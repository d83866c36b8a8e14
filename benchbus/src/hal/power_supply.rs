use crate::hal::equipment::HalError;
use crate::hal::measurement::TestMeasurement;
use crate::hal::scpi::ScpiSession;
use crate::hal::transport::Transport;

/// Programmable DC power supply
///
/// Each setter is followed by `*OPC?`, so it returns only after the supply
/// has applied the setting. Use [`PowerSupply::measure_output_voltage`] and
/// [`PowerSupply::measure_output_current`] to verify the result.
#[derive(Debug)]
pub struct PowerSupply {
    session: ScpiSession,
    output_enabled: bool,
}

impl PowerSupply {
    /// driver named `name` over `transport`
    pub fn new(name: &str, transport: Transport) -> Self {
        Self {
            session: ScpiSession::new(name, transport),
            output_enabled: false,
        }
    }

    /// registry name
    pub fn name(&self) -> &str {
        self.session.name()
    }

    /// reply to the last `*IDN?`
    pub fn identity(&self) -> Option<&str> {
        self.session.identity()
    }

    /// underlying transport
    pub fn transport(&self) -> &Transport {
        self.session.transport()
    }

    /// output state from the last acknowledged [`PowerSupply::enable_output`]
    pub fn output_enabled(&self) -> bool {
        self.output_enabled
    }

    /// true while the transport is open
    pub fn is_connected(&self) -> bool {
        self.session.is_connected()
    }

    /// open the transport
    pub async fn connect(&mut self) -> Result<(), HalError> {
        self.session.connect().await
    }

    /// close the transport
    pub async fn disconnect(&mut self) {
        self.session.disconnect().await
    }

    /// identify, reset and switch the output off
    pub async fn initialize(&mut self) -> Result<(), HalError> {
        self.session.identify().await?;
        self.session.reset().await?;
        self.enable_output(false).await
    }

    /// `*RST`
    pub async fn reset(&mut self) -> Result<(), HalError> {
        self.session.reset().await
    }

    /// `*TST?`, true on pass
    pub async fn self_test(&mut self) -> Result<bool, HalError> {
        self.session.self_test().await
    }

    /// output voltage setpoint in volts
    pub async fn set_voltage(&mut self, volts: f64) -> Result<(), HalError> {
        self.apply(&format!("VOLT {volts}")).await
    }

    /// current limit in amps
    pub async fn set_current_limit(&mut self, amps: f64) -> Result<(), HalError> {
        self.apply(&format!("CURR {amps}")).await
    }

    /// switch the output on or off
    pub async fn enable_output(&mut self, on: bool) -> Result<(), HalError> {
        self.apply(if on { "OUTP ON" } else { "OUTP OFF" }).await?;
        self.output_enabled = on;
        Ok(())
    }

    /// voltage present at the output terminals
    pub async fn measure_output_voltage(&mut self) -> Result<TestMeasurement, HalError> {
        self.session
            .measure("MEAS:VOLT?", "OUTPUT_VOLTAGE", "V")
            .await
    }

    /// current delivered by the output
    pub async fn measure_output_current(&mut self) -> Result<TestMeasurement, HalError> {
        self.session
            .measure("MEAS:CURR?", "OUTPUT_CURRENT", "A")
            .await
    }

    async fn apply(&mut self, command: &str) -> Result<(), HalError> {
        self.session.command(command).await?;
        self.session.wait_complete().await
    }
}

==

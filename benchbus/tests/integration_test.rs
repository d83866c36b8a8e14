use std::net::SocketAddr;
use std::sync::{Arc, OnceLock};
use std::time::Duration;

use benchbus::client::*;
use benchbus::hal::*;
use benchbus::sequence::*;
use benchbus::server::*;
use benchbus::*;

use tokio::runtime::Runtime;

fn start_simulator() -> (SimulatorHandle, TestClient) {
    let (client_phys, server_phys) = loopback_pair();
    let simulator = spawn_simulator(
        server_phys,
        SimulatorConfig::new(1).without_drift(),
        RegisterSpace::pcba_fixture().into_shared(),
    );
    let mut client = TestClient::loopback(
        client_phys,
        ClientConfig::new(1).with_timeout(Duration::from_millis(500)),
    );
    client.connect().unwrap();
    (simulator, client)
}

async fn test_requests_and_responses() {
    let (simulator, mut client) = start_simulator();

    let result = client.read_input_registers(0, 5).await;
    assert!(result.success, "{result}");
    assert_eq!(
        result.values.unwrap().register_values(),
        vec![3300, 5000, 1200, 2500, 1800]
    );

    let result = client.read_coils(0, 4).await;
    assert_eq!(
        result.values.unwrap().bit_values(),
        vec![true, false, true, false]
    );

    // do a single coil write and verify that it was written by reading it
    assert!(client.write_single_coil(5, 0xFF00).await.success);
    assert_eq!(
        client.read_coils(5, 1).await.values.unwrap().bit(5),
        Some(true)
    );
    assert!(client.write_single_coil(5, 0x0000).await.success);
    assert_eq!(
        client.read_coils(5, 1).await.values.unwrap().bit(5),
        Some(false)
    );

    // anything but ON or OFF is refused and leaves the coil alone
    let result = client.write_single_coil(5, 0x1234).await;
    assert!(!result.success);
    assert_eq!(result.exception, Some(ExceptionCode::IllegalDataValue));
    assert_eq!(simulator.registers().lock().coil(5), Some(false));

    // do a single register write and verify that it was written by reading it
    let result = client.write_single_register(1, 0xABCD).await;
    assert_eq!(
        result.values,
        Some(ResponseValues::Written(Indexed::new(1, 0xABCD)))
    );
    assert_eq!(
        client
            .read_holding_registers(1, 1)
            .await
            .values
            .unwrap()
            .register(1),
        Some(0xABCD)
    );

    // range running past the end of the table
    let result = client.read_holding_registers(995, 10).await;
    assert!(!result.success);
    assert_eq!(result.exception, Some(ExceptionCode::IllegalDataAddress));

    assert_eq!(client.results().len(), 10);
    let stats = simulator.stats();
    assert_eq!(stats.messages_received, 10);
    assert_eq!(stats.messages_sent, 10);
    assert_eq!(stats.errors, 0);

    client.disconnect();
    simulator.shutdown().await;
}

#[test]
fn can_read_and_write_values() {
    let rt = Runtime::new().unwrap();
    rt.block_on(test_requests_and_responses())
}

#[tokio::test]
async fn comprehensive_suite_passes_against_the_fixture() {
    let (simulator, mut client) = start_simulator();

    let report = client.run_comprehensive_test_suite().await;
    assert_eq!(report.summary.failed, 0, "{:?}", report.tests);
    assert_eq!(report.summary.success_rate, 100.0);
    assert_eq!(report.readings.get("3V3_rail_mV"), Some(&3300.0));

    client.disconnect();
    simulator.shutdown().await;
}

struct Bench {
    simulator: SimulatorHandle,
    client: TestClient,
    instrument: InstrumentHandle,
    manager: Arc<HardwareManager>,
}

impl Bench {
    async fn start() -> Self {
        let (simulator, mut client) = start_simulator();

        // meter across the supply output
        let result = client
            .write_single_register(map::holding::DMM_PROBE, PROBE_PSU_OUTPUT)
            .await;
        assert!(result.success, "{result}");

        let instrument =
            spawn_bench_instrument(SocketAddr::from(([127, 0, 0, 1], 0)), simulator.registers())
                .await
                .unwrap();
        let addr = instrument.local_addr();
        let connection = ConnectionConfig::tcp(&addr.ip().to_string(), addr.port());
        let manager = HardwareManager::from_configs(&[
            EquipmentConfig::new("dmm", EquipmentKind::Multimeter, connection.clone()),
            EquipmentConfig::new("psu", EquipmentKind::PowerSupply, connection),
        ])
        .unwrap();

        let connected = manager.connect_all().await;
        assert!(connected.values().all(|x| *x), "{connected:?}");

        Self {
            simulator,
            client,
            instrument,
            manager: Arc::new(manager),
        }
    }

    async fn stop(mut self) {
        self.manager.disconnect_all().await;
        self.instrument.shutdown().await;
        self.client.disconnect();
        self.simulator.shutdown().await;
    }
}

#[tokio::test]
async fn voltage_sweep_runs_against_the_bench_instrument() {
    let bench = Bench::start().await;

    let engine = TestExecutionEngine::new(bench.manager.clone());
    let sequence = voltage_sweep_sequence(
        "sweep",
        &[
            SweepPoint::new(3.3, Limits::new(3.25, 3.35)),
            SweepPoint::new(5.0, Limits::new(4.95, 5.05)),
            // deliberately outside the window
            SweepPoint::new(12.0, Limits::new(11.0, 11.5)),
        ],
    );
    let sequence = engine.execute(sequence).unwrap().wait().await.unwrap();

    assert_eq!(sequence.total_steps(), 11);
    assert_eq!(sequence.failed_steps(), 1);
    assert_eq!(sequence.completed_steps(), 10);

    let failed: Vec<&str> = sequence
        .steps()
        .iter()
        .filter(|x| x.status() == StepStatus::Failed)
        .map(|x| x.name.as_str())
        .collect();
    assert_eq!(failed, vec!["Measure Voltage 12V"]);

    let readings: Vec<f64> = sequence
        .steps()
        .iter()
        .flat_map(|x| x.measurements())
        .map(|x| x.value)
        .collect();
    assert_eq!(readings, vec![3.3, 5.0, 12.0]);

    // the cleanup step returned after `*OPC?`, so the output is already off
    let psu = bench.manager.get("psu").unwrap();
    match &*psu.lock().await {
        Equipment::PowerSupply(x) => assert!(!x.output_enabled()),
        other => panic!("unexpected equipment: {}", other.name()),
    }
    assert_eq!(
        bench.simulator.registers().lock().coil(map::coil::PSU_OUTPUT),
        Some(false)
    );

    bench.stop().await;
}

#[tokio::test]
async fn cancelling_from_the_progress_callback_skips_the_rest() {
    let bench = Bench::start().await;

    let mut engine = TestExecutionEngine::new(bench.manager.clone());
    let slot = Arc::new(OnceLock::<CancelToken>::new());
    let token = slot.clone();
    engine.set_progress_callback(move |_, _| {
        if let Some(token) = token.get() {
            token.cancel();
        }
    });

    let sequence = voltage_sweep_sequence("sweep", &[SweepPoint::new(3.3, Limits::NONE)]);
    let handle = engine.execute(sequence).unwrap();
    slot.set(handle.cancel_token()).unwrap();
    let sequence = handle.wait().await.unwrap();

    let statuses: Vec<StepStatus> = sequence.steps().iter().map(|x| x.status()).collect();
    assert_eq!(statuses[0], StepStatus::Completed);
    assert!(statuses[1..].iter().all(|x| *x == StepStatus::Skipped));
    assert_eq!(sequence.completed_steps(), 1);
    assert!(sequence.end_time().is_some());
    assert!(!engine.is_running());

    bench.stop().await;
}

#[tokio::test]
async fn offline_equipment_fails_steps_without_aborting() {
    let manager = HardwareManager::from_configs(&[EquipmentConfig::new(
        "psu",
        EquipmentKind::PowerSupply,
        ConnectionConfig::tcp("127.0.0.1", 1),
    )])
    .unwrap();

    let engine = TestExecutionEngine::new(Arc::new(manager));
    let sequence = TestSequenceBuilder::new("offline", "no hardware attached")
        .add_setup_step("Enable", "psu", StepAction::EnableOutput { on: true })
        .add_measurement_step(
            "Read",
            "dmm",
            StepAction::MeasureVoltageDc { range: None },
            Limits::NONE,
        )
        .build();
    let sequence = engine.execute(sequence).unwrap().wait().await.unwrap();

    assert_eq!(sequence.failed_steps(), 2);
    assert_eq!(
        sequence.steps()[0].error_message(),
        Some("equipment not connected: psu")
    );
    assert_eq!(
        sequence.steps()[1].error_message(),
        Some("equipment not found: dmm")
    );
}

● What the task asks
If the word "SocketAddr" is on a line above, return that line.

● Finished exercise
use std::net::SocketAddr;
            spawn_bench_instrument(SocketAddr::from(([127, 0, 0, 1], 0)), simulator.registers())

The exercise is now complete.